Parece que la tendencia en el país es gobernar sólo para los negociantes y los potentados: la gente que se quede al margen; los más débiles, con un criterio cruel de darwinismo social, son echados, acosados, acorralados para que sirvan por salarios cada vez menores y jornadas cada vez más largas.
El único interés de las grandes empresas radica en conseguir costos bajos, precios altos a sus productos y servicios y más ganancias, sin rasgo humano alguno para sus trabajadores, sin consideración de ninguna especie, porque, como los hacendados porfiristas, los verdaderos dueños ni conocen a sus trabajadores ni les importan; viven muy lejos, en sus casas de descanso o en el extranjero, y los que manejan los negocios y tienen que rendir cuentas, al modo de los antiguos capataces de las haciendas, son ahora los directores de recursos humanos (vaya ironía), los abogados implacables y los jefes de producción que repiten sin pensar la máxima cínica que dice “de que lloren en su casa a que lloren en la mía, que lloren en su casa”, filosofía ramplona que los convierte en verdugos de sus compañeros de trabajo, en tanto ellos mismos esperan su turno para ser despedidos y humillados.

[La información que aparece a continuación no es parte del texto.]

use chrono::NaiveDate;

use crate::error::CoreError;
use crate::model::{Cadence, CheckInRequest, Habit, HabitCreateRequest, HabitUpdateRequest};
use crate::repository::HabitsRepository;

use super::{Submitting, ViewState};

/// Habit list with check-in and delete.
pub struct HabitsScreen {
    repo: HabitsRepository,
    pub state: ViewState<Vec<Habit>>,
}

impl HabitsScreen {
    pub fn new(repo: HabitsRepository) -> Self {
        Self {
            repo,
            state: ViewState::default(),
        }
    }

    pub fn habits(&self) -> &[Habit] {
        &self.state.data
    }

    pub async fn load(&mut self) -> bool {
        self.state.start();
        let result = self.repo.list().await;
        self.state.complete(result)
    }

    /// Check in for `date`. Repeated check-ins for the same day are sent as-is.
    pub async fn check_in(&mut self, habit_id: i64, date: NaiveDate, value: Option<i32>) -> bool {
        let req = CheckInRequest { date, value };
        if let Err(e) = req.validate() {
            self.state.fail(format!("Check-in: {e}"));
            return false;
        }
        match self.repo.check_in(habit_id, req.date, req.value).await {
            Ok(()) => {
                tracing::info!(habit_id, %date, "checked in");
                self.state.notify(format!("Отмечено за {date} ✅"));
                self.load().await
            }
            Err(e) => {
                self.state.fail(format!("Check-in: {e}"));
                false
            }
        }
    }

    pub async fn delete(&mut self, habit_id: i64) -> bool {
        match self.repo.delete(habit_id).await {
            Ok(()) => {
                self.state.notify("Привычка удалена");
                self.load().await
            }
            Err(e) => {
                self.state.fail(e);
                false
            }
        }
    }
}

/// Create or edit form for a habit.
pub struct HabitFormScreen {
    repo: HabitsRepository,
    editing: Option<i64>,
    pub title: String,
    pub cadence: Cadence,
    /// Saved habit once the form was submitted successfully.
    pub state: ViewState<Option<Habit>>,
    submitting: Submitting,
}

impl HabitFormScreen {
    pub fn create(repo: HabitsRepository) -> Self {
        Self {
            repo,
            editing: None,
            title: String::new(),
            cadence: Cadence::DAILY,
            state: ViewState::default(),
            submitting: Submitting::default(),
        }
    }

    /// Open the form for an existing habit, looked up in the current list.
    pub async fn edit(repo: HabitsRepository, habit_id: i64) -> Self {
        let mut form = Self::create(repo);
        form.editing = Some(habit_id);
        form.state.start();
        match form.repo.list().await {
            Ok(list) => match list.into_iter().find(|h| h.id == habit_id) {
                Some(habit) => {
                    form.title = habit.title;
                    form.cadence = habit.cadence;
                    form.state.loading = false;
                }
                None => form
                    .state
                    .fail(CoreError::NotFound(format!("Привычка не найдена: {habit_id}"))),
            },
            Err(e) => form.state.fail(e),
        }
        form
    }

    pub fn is_editing(&self) -> bool {
        self.editing.is_some()
    }

    pub fn is_submitting(&self) -> bool {
        self.submitting.is_active()
    }

    pub async fn submit(&mut self) -> bool {
        let create = HabitCreateRequest::new(self.title.as_str(), self.cadence);
        if let Err(e) = create.validate() {
            self.state.fail(e);
            return false;
        }
        let update = HabitUpdateRequest {
            title: Some(create.title.clone()),
            cadence: Some(create.cadence),
        };
        if let Err(e) = update.validate() {
            self.state.fail(e);
            return false;
        }
        let Some(_guard) = self.submitting.begin() else {
            return false;
        };
        self.state.error = None;
        let result = match self.editing {
            Some(id) => self.repo.update(id, &update).await,
            None => self.repo.create(&create).await,
        };
        self.state.complete(result.map(Some))
    }
}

Si los detentadores del mando, si los factores reales del poder no acceden al cambio indispensable que requiere este país, que llegará de un modo o de otro y que está exigiendo la gente por medios pacíficos; si no hay un gobierno que, como dice Andrés Manuel, por el bien de todos, atienda primero a los pobres la presión seguirá acumulándose y, como hace 100, hace 200 años, la caldera volverá a estallar.